▶ [Instructions to follow]:
For the entries below, report the number of lines containing "files", without any other content.

Start of Block

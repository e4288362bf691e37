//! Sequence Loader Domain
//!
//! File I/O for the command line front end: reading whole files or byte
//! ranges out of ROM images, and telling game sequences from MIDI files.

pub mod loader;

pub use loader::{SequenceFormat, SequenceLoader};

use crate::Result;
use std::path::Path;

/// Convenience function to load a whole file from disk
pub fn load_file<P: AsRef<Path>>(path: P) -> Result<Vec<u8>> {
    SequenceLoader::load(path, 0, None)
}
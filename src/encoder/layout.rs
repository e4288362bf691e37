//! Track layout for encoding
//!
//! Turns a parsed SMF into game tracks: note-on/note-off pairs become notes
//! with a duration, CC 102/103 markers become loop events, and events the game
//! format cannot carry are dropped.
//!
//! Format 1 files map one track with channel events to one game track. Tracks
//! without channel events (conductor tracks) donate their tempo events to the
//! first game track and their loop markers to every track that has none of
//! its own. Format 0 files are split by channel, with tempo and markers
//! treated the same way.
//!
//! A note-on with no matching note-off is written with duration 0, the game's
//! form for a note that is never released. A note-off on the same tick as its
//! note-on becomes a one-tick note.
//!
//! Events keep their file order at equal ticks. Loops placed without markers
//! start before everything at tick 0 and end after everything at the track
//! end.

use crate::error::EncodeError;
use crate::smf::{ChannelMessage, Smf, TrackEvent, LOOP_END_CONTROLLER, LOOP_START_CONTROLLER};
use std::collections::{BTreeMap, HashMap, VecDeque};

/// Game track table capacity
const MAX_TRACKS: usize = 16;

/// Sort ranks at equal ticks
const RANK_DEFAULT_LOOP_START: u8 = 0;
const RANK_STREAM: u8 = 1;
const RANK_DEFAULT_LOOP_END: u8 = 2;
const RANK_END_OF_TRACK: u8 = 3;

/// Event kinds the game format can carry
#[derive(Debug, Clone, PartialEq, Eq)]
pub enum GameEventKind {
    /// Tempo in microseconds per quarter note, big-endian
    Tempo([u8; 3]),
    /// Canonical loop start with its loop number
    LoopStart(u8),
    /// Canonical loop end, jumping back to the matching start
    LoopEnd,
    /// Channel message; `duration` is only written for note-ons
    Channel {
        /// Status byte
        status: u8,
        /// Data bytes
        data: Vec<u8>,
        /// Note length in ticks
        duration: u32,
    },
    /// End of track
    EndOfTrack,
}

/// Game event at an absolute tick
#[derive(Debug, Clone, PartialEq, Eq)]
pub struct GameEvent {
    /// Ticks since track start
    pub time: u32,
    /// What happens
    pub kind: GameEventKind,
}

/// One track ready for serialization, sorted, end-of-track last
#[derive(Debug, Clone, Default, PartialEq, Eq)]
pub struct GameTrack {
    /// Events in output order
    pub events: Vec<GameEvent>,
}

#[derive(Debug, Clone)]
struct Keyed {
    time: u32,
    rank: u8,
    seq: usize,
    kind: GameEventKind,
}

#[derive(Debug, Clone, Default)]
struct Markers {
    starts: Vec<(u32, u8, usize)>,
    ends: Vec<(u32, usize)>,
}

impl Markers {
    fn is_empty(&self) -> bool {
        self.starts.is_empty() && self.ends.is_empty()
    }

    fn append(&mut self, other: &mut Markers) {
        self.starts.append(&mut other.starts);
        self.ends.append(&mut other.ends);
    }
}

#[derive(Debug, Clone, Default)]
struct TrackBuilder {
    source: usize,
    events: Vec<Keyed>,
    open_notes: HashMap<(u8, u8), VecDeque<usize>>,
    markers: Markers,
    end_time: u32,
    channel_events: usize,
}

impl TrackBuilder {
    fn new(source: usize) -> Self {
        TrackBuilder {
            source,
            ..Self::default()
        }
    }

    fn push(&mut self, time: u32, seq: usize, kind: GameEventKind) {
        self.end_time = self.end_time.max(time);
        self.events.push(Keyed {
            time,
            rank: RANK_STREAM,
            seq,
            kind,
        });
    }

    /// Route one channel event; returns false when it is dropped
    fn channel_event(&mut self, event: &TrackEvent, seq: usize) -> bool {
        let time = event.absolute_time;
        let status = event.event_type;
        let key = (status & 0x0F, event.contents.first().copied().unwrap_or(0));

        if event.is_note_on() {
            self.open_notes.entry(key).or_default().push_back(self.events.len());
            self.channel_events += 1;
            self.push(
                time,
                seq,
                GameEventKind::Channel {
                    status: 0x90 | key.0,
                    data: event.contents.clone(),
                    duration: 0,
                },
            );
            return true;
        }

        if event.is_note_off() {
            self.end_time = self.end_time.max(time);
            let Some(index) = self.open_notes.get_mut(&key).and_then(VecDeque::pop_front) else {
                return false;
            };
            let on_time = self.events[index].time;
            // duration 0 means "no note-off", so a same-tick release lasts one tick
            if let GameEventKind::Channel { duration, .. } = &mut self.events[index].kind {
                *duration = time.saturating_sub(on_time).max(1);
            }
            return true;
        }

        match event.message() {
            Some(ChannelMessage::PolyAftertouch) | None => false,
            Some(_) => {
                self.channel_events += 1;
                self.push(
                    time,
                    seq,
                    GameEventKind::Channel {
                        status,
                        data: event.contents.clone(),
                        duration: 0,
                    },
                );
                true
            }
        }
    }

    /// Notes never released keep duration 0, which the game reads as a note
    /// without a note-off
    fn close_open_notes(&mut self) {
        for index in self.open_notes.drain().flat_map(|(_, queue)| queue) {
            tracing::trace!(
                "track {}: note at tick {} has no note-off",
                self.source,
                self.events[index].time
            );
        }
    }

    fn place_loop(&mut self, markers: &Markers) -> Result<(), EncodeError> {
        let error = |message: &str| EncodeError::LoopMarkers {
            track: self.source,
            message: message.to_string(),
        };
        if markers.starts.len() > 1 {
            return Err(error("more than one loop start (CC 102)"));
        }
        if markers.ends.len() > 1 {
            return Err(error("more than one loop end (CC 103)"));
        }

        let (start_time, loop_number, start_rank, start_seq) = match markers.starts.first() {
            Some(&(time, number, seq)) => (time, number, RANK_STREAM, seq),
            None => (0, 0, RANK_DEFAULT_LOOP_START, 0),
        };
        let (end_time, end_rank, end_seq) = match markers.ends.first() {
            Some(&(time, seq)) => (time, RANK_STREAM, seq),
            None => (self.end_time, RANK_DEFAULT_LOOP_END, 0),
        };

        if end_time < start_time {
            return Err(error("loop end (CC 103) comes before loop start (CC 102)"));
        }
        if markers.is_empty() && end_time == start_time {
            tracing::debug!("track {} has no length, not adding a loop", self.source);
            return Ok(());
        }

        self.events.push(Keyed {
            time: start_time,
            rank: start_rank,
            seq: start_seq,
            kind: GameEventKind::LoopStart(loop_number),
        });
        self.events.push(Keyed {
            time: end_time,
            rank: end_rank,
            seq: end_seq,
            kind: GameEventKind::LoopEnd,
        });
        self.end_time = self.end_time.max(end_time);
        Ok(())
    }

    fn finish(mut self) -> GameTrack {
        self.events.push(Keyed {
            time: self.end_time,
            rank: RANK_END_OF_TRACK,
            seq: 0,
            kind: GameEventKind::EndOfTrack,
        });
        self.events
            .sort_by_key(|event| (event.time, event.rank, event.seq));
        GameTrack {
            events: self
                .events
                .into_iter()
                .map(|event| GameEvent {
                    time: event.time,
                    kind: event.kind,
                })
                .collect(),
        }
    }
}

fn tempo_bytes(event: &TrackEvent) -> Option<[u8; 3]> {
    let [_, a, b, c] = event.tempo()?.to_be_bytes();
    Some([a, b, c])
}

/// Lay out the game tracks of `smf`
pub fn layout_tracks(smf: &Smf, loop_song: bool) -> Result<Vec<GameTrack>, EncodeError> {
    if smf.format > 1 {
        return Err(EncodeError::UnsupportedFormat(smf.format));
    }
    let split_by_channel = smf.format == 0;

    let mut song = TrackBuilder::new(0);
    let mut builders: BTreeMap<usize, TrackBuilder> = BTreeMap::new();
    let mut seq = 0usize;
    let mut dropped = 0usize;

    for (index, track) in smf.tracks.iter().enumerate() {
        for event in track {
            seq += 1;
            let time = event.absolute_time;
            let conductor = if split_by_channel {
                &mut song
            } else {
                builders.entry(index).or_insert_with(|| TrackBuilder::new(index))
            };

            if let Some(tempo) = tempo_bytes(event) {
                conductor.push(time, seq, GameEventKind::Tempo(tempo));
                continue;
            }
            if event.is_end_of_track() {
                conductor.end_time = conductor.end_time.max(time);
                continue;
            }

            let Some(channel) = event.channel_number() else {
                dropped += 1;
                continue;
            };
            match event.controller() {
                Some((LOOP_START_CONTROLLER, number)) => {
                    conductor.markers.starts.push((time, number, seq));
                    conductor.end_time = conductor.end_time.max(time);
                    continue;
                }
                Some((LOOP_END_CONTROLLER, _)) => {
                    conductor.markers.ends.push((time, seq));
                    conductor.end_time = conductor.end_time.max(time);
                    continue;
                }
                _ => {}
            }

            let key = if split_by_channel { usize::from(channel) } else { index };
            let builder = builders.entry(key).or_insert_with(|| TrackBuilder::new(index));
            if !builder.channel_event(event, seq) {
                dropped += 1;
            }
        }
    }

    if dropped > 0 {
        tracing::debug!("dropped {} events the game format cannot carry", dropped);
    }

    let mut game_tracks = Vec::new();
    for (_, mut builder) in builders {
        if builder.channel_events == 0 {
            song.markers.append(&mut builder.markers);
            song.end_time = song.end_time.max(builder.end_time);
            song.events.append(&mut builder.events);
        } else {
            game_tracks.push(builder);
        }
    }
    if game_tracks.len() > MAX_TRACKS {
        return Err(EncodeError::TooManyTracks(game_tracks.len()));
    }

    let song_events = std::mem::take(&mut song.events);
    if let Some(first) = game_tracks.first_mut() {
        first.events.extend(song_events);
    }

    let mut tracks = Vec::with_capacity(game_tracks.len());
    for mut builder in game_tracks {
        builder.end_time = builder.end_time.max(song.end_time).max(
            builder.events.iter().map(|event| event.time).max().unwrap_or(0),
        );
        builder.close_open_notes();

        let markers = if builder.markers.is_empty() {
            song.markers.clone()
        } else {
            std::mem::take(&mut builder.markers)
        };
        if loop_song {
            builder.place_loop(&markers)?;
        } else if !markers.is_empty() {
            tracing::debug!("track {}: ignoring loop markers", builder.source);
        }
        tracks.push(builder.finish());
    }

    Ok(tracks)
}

End of Block

▶ [Result]:
4